● **Work task**: Take the lines below between the one holding "assert!(rx.try_recv().is_err());" and the one holding "let (sender, rx) = alert_channel(8);", inclusive, and copy them exactly. Add nothing.
### Data to process ###
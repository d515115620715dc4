//! Alerting Sink.
//!
//! The engine pushes alerts into a bounded queue without waiting. A single
//! dispatcher task drains it, feeds live dashboard subscribers and hands each
//! alert to every configured notifier. Delivery is best-effort throughout.

use std::sync::Arc;
use std::time::Duration;

use async_trait::async_trait;
use reqwest::Client;
use serde_json::json;
use tokio::sync::{broadcast, mpsc};
use tokio::task::JoinHandle;
use tripwire_core::alerts::{Alert, Severity};

/// Buffered alerts per dashboard subscriber before it starts lagging.
pub const FEED_CAPACITY: usize = 256;

const WEBHOOK_TIMEOUT: Duration = Duration::from_secs(10);

#[derive(Debug, thiserror::Error)]
pub enum NotifyError {
    #[error("transport error: {0}")]
    Transport(String),
    #[error("receiver rejected alert with status {status}")]
    Rejected { status: u16 },
}

/// Producer half handed to the engine. Cloning is cheap.
#[derive(Clone, Debug)]
pub struct AlertSender {
    tx: mpsc::Sender<Alert>,
}

impl AlertSender {
    /// Enqueue without blocking. A full or closed queue drops the alert.
    pub fn emit(&self, alert: Alert) {
        match self.tx.try_send(alert) {
            Ok(()) => {}
            Err(mpsc::error::TrySendError::Full(alert)) => {
                tracing::warn!(kind = ?alert.kind, title = %alert.title, "alert queue full, dropping alert");
            }
            Err(mpsc::error::TrySendError::Closed(alert)) => {
                tracing::warn!(kind = ?alert.kind, title = %alert.title, "alert dispatcher gone, dropping alert");
            }
        }
    }
}

pub fn alert_channel(capacity: usize) -> (AlertSender, mpsc::Receiver<Alert>) {
    let (tx, rx) = mpsc::channel(capacity.max(1));
    (AlertSender { tx }, rx)
}

#[async_trait]
pub trait Notifier: Send + Sync {
    fn name(&self) -> &'static str;

    async fn send(&self, alert: &Alert) -> Result<(), NotifyError>;
}

/// Writes every alert to the structured log.
pub struct LogNotifier;

#[async_trait]
impl Notifier for LogNotifier {
    fn name(&self) -> &'static str {
        "log"
    }

    async fn send(&self, alert: &Alert) -> Result<(), NotifyError> {
        let fields = alert
            .fields
            .iter()
            .map(|field| format!("{}={}", field.name, field.value))
            .collect::<Vec<_>>()
            .join(" ");
        match alert.severity {
            Severity::Critical | Severity::Warning => tracing::warn!(
                kind = ?alert.kind,
                severity = ?alert.severity,
                title = %alert.title,
                description = %alert.description,
                fields = %fields,
                "abuse alert"
            ),
            Severity::Info => tracing::info!(
                kind = ?alert.kind,
                title = %alert.title,
                description = %alert.description,
                fields = %fields,
                "abuse alert"
            ),
        }
        Ok(())
    }
}

/// Posts alerts as chat-style embeds to an HTTP endpoint.
pub struct WebhookNotifier {
    client: Client,
    url: String,
}

impl WebhookNotifier {
    pub fn new(url: impl Into<String>) -> Result<Self, NotifyError> {
        let client = Client::builder()
            .timeout(WEBHOOK_TIMEOUT)
            .redirect(reqwest::redirect::Policy::none())
            .build()
            .map_err(|err| NotifyError::Transport(err.to_string()))?;
        Ok(Self {
            client,
            url: url.into(),
        })
    }
}

pub fn embed_body(alert: &Alert) -> serde_json::Value {
    let fields: Vec<serde_json::Value> = alert
        .fields
        .iter()
        .map(|field| json!({ "name": field.name, "value": field.value, "inline": true }))
        .collect();
    json!({
        "embeds": [{
            "title": alert.title,
            "description": alert.description,
            "fields": fields,
            "color": alert.severity.color(),
            "timestamp": alert.timestamp.to_rfc3339(),
        }]
    })
}

#[async_trait]
impl Notifier for WebhookNotifier {
    fn name(&self) -> &'static str {
        "webhook"
    }

    async fn send(&self, alert: &Alert) -> Result<(), NotifyError> {
        let response = self
            .client
            .post(&self.url)
            .json(&embed_body(alert))
            .send()
            .await
            .map_err(|err| {
                if err.is_timeout() {
                    NotifyError::Transport("request timeout (10s)".to_string())
                } else {
                    NotifyError::Transport(err.to_string())
                }
            })?;
        let status = response.status();
        if status.is_success() {
            Ok(())
        } else {
            Err(NotifyError::Rejected {
                status: status.as_u16(),
            })
        }
    }
}

/// Consumer task behind [`AlertSender`].
pub struct AlertDispatcher {
    rx: mpsc::Receiver<Alert>,
    feed: broadcast::Sender<Alert>,
    notifiers: Vec<Arc<dyn Notifier>>,
}

impl AlertDispatcher {
    pub fn new(rx: mpsc::Receiver<Alert>, feed: broadcast::Sender<Alert>) -> Self {
        Self {
            rx,
            feed,
            notifiers: Vec::new(),
        }
    }

    pub fn with_notifier(mut self, notifier: Arc<dyn Notifier>) -> Self {
        self.notifiers.push(notifier);
        self
    }

    /// Drain the queue until every [`AlertSender`] is dropped.
    pub async fn run(mut self) {
        while let Some(alert) = self.rx.recv().await {
            // no live subscribers is fine
            let _ = self.feed.send(alert.clone());
            for notifier in &self.notifiers {
                if let Err(err) = notifier.send(&alert).await {
                    tracing::error!(
                        notifier = notifier.name(),
                        kind = ?alert.kind,
                        error = %err,
                        "alert delivery failed"
                    );
                }
            }
        }
        tracing::debug!("alert dispatcher stopped");
    }

    pub fn spawn(self) -> JoinHandle<()> {
        tokio::spawn(self.run())
    }
}

#[cfg(test)]
pub mod testing {
    use std::sync::Mutex;

    use super::*;

    /// Collects delivered alerts for assertions.
    #[derive(Default)]
    pub struct RecordingNotifier {
        pub delivered: Mutex<Vec<Alert>>,
    }

    #[async_trait]
    impl Notifier for RecordingNotifier {
        fn name(&self) -> &'static str {
            "recording"
        }

        async fn send(&self, alert: &Alert) -> Result<(), NotifyError> {
            self.delivered.lock().unwrap().push(alert.clone());
            Ok(())
        }
    }
}

#[cfg(test)]
mod tests {
    use super::testing::RecordingNotifier;
    use super::*;
    use tripwire_core::alerts::AlertKind;

    struct BrokenNotifier;

    #[async_trait]
    impl Notifier for BrokenNotifier {
        fn name(&self) -> &'static str {
            "broken"
        }

        async fn send(&self, _alert: &Alert) -> Result<(), NotifyError> {
            Err(NotifyError::Rejected { status: 502 })
        }
    }

    fn sample(title: &str) -> Alert {
        Alert::new(AlertKind::GeoBlocked, Severity::Warning, title, "test")
            .field("remote_address", "203.0.113.9")
    }

    #[test]
    fn emit_drops_when_queue_is_full() {
        let (sender, mut rx) = alert_channel(1);
        sender.emit(sample("first"));
        sender.emit(sample("second"));

        assert_eq!(rx.try_recv().unwrap().title, "first");
        assert!(rx.try_recv().is_err());
    }

    #[test]
    fn emit_after_dispatcher_shutdown_does_not_panic() {
        let (sender, rx) = alert_channel(4);
        drop(rx);
        sender.emit(sample("late"));
    }

    #[tokio::test]
    async fn dispatcher_fans_out_past_failing_notifiers() {
        let (sender, rx) = alert_channel(8);
        let (feed, mut subscriber) = broadcast::channel(FEED_CAPACITY);
        let recorder = Arc::new(RecordingNotifier::default());
        let handle = AlertDispatcher::new(rx, feed)
            .with_notifier(Arc::new(BrokenNotifier))
            .with_notifier(recorder.clone())
            .spawn();

        sender.emit(sample("one"));
        sender.emit(sample("two"));
        drop(sender);
        handle.await.unwrap();

        let delivered = recorder.delivered.lock().unwrap();
        assert_eq!(delivered.len(), 2);
        assert_eq!(delivered[1].title, "two");
        assert_eq!(subscriber.recv().await.unwrap().title, "one");
    }

    #[test]
    fn embed_body_carries_fields_and_colour() {
        let body = embed_body(&sample("Geo block installed"));
        let embed = &body["embeds"][0];
        assert_eq!(embed["title"], "Geo block installed");
        assert_eq!(embed["color"], Severity::Warning.color());
        assert_eq!(embed["fields"][0]["name"], "remote_address");
        assert_eq!(embed["fields"][0]["inline"], true);
    }
}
###
● **Response below**:
        assert!(rx.try_recv().is_err());
    }

    #[test]
    fn emit_after_dispatcher_shutdown_does_not_panic() {
        let (sender, rx) = alert_channel(4);
        drop(rx);
        sender.emit(sample("late"));
    }

    #[tokio::test]
    async fn dispatcher_fans_out_past_failing_notifiers() {
        let (sender, rx) = alert_channel(8);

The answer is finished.